6 Cara Ajar Anak Sikap Optimis

 


Ajarkan anak untuk melihat ‘gelas terisi separo’  daripada ‘isi gelas kosong setengah.’

Mengasuh anak menjadi anak yang optimis akan membuatnya selalu gembira. Sikap optimis  membuat anak kelak lebih mudah mendapat alternatif memecahkan masalah. Dan yang pasti, anak optimis punya banyak teman.

Membangun sikap optimis pada anak, tidak akan sulit apabila  Bunda dan ayah selalu bersikap optimis. Tapi, kalau pun tidak, Anda tetap dapat mengikuti langkah berikut:
  • Hindari berkeluh kesah
Bunda dan ayah siap-siap memasukkan si kecil ke sebuah daycare, karena merasa tempat itu lebih cocok untuk tumbuh kembang si kecil. “Ah, kita kan belum pernah nitip di situ. Bisa nggak ya…” Fokus pada pikiran negatif  merupakan bentuk sikap pesimis.

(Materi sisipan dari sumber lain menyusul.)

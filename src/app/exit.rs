use bevy_ecs::prelude::*;
use bevy_ecs::world::Command;

#[derive(Resource, Default)]
pub(crate) struct RequestExit(pub bool);

pub struct AppExitCommand;

impl Command for AppExitCommand {
    fn apply(self, world: &mut World) {
        log::info!("Closing app...");
        world.resource_mut::<RequestExit>().0 = true;
    }
}

pub trait ExitCmdExt {
    fn exit(&mut self);
}

impl ExitCmdExt for Commands<'_, '_> {
    fn exit(&mut self) {
        self.queue(AppExitCommand);
    }
}
pub use super::app::{App, FrameConfig};
pub use super::exit::ExitCmdExt;
pub use super::log::{LogConfig, LogPlugin};
pub use super::plugin::{MainPlugins, Plugin};
pub use super::schedules::*;
pub use super::time::{Time, TimePlugin};
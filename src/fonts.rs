use crate::app::prelude::{App, OnEnginePreFrame, OnEngineSetup, Plugin};
use crate::assets::{AssetData, AssetLoader};
use bevy_ecs::prelude::*;
use cosmic_text::fontdb::{Database, Source};
use cosmic_text::{Style, Weight};
use rustc_hash::FxHashMap;
use std::fmt;
use std::sync::Arc;

/// A font face parsed from a loaded asset.
#[derive(Clone, Debug)]
pub struct Font {
    name: String,
    family: Arc<String>,
    weight: Weight,
    style: Style,
}

impl Font {
    /// Name the font was requested under
    pub fn name(&self) -> &str {
        &self.name
    }

    /// Family name declared by the font face
    pub fn family(&self) -> &str {
        &self.family
    }

    pub fn weight(&self) -> Weight {
        self.weight
    }

    pub fn style(&self) -> Style {
        self.style
    }
}

/// The single error kind of font loading: a file that could not be read
/// or bytes that are not a valid font face.
#[derive(Clone, Debug)]
pub struct FontLoadError {
    pub name: String,
    pub reason: String,
}

impl fmt::Display for FontLoadError {
    fn fmt(&self, f: &mut fmt::Formatter<'_>) -> fmt::Result {
        write!(f, "font '{}' failed to load: {}", self.name, self.reason)
    }
}

pub(crate) fn parse_font(data: &AssetData) -> Result<Font, String> {
    let mut db = Database::new();
    let ids = db.load_font_source(Source::Binary(Arc::new(data.data.clone())));
    let raw_id = *ids
        .first()
        .ok_or_else(|| "Cannot create the font".to_string())?;
    let face = db
        .face(raw_id)
        .ok_or_else(|| "Invalid font type".to_string())?;

    Ok(Font {
        name: data.id.clone(),
        family: Arc::new(
            face.families
                .first()
                .map(|(family, _)| family.clone())
                .unwrap_or_default(),
        ),
        weight: face.weight,
        style: face.style,
    })
}

struct FontRequest {
    name: String,
    path: String,
}

/// Loading state for the whole requested font set. The pair the rest of
/// the app reacts to is (is_loaded, error); once either is set the set is
/// concluded, and conclusion is terminal for the session.
#[derive(Resource)]
pub struct Fonts {
    pending: Vec<FontRequest>,
    fonts: FxHashMap<String, Font>,
    error: Option<FontLoadError>,
    concluded: bool,
    total: usize,
}

impl Fonts {
    fn new(manifest: &[(String, String)]) -> Self {
        Self {
            pending: manifest
                .iter()
                .map(|(name, path)| FontRequest {
                    name: name.clone(),
                    path: path.clone(),
                })
                .collect(),
            fonts: Default::default(),
            error: None,
            concluded: false,
            total: manifest.len(),
        }
    }

    /// True once every requested font parsed successfully
    pub fn is_loaded(&self) -> bool {
        self.total > 0 && self.fonts.len() == self.total
    }

    /// First failure observed while loading the set, if any
    pub fn error(&self) -> Option<&FontLoadError> {
        self.error.as_ref()
    }

    /// True once loading finished, successfully or not. Terminal: a late
    /// signal change never flips this back.
    pub fn concluded(&self) -> bool {
        self.concluded
    }

    pub fn get(&self, name: &str) -> Option<&Font> {
        self.fonts.get(name)
    }

    pub(crate) fn insert_font(&mut self, font: Font) {
        self.fonts.insert(font.name.clone(), font);
    }

    pub(crate) fn record_error(&mut self, error: FontLoadError) {
        if self.error.is_none() {
            log::warn!("{error}");
            self.error = Some(error);
        }
    }

    pub(crate) fn refresh_conclusion(&mut self) {
        if self.concluded {
            return;
        }

        if self.is_loaded() || self.error.is_some() {
            self.concluded = true;
            log::debug!(
                "Font loading concluded: loaded={}, error={}",
                self.is_loaded(),
                self.error.is_some()
            );
        }
    }
}

/// Requests a set of named font files and tracks them until the whole set
/// concludes, one way or the other.
pub struct FontsPlugin {
    manifest: Vec<(String, String)>,
}

impl FontsPlugin {
    /// `manifest` pairs a font name with the path of its file.
    pub fn new(manifest: &[(&str, &str)]) -> Self {
        Self {
            manifest: manifest
                .iter()
                .map(|(name, path)| (name.to_string(), path.to_string()))
                .collect(),
        }
    }
}

impl Plugin for FontsPlugin {
    fn apply(self, app: App) -> App {
        let fonts = Fonts::new(&self.manifest);
        let paths = self
            .manifest
            .iter()
            .map(|(_, path)| path.clone())
            .collect::<Vec<_>>();

        app.add_resource(fonts)
            .add_systems(OnEngineSetup, move |mut loader: ResMut<AssetLoader>| {
                loader.add_parser("ttf", parse_font);
                loader.add_parser("otf", parse_font);
                for path in &paths {
                    loader.load(path);
                }
            })
            .add_systems(OnEnginePreFrame, update_fonts_system)
    }
}

fn update_fonts_system(mut fonts: ResMut<Fonts>, mut loader: ResMut<AssetLoader>) {
    // pending is taken out so fonts can be mutated while walking it
    let mut pending = std::mem::take(&mut fonts.pending);
    pending.retain(|request| {
        if let Some(mut font) = loader.take::<Font>(&request.path) {
            font.name = request.name.clone();
            log::debug!("Font ready: '{}' ({})", font.name, font.family);
            fonts.insert_font(font);
            return false;
        }

        if let Some(reason) = loader.load_error(&request.path) {
            let reason = reason.to_string();
            fonts.record_error(FontLoadError {
                name: request.name.clone(),
                reason,
            });
            return false;
        }

        true
    });
    fonts.pending = pending;

    fonts.refresh_conclusion();
}
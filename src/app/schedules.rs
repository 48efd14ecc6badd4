pub use bevy_ecs::schedule::{ExecutorKind, ScheduleLabel};

#[derive(ScheduleLabel, Clone, Copy, PartialEq, Eq, Hash, Debug)]
pub struct OnEngineSetup;

#[derive(ScheduleLabel, Clone, Copy, PartialEq, Eq, Hash, Debug)]
pub struct OnSetup;

#[derive(ScheduleLabel, Clone, Copy, PartialEq, Eq, Hash, Debug)]
pub struct OnEnginePreFrame;

#[derive(ScheduleLabel, Clone, Copy, PartialEq, Eq, Hash, Debug)]
pub struct OnEnginePostFrame;

#[derive(ScheduleLabel, Clone, Copy, PartialEq, Eq, Hash, Debug)]
pub struct OnPreFrame;

#[derive(ScheduleLabel, Clone, Copy, PartialEq, Eq, Hash, Debug)]
pub struct OnUpdate;

#[derive(ScheduleLabel, Clone, Copy, PartialEq, Eq, Hash, Debug)]
pub struct OnRender;

#[derive(ScheduleLabel, Clone, Copy, PartialEq, Eq, Hash, Debug)]
pub struct OnPostFrame;

#[derive(ScheduleLabel, Clone, Copy, PartialEq, Eq, Hash, Debug)]
pub struct OnCleanup;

Hilangkan pikiran pesimis macam itu ya Bunda. Pikiran ragu-ragu akan ditangkap oleh anak,  dan anak pun akan ragu akan kemampuannya menghadapi situasi baru. Lebih baik Anda berkata, “Sayang, ada tempat asyik buat kamu belajar, sementara Bunda dan Ayah bekerja di kantor. Sepulang kerja Bunda atau Ayah akan menjemputmu.”
  • Memiliki harapan yang tinggi
Meski si kecil masih jauh dari masuk prasekolah, tak ada salahnya Anda membuat to do list yang harus Anda persiapkan dan lakukan. Dengan cara ini, Anda membangun sikap optimis yang akan menular pada si kecil. Anak-anak cenderung  putus asa bila gagal melakukan sesuatu. Marah dan ngambek, bila mereka gagal. Beri semangat dan bantuan bila balita Anda merasa tak sanggup memberesi mainannya sendiri.
  • Dorong anak untuk berani ambil risiko
Sebagai orang tua kita berusaha semaksimal mungkin menjaga anak agar tidak celaka dan menghadapi bahaya. Itu tidak salah, Bunda. Tapi adakalanya Bunda tidak dapat menjaganya. Jatuh dari prosotan, jatuh dari mongkey bar, mungkin saja terjadi. Tak perlu melarang anak bermain di play ground. Anda justru harus mendorongnya untuk mencoba keterampilannya. Jatuh dan luka sedikit, itu wajar.
  • Tunggu sebelum bereaksi
Khawatir anak menjadi bahan olok-olok di sekolah, bisa dimaklumi. Tapi Anda tak perlu melakukan pencegahan dengan mendatangi guru si kecil dan meminta agar si kecil tidak diolok-olok. Yang perlu Anda lakukan bukan antisipasi, tetapi membekali anak sikap asertif ketika ia mengadu diolok-olok. Misalnya, “Aku nggak gendut. Nggak baik ngata-ngatain teman.”
  • Ajak anak berjuang
“Aku nggak bisa!” Sering mendapati si kecil mengeluh demikian? Ia tak mau berlatih lagi membuka penutup wadah makannya sendiri, katanya “susaaaaah, bundaaaaaa”. Agar anak tidak berkesimpulan bahwa ia tidak mampu, ubah sudut pandangnya. “Coba lagi. Kamu anak pintar dan kuat. Bisa? Oh, belum bisa. Tak masalah, besok kita coba lagi ya….”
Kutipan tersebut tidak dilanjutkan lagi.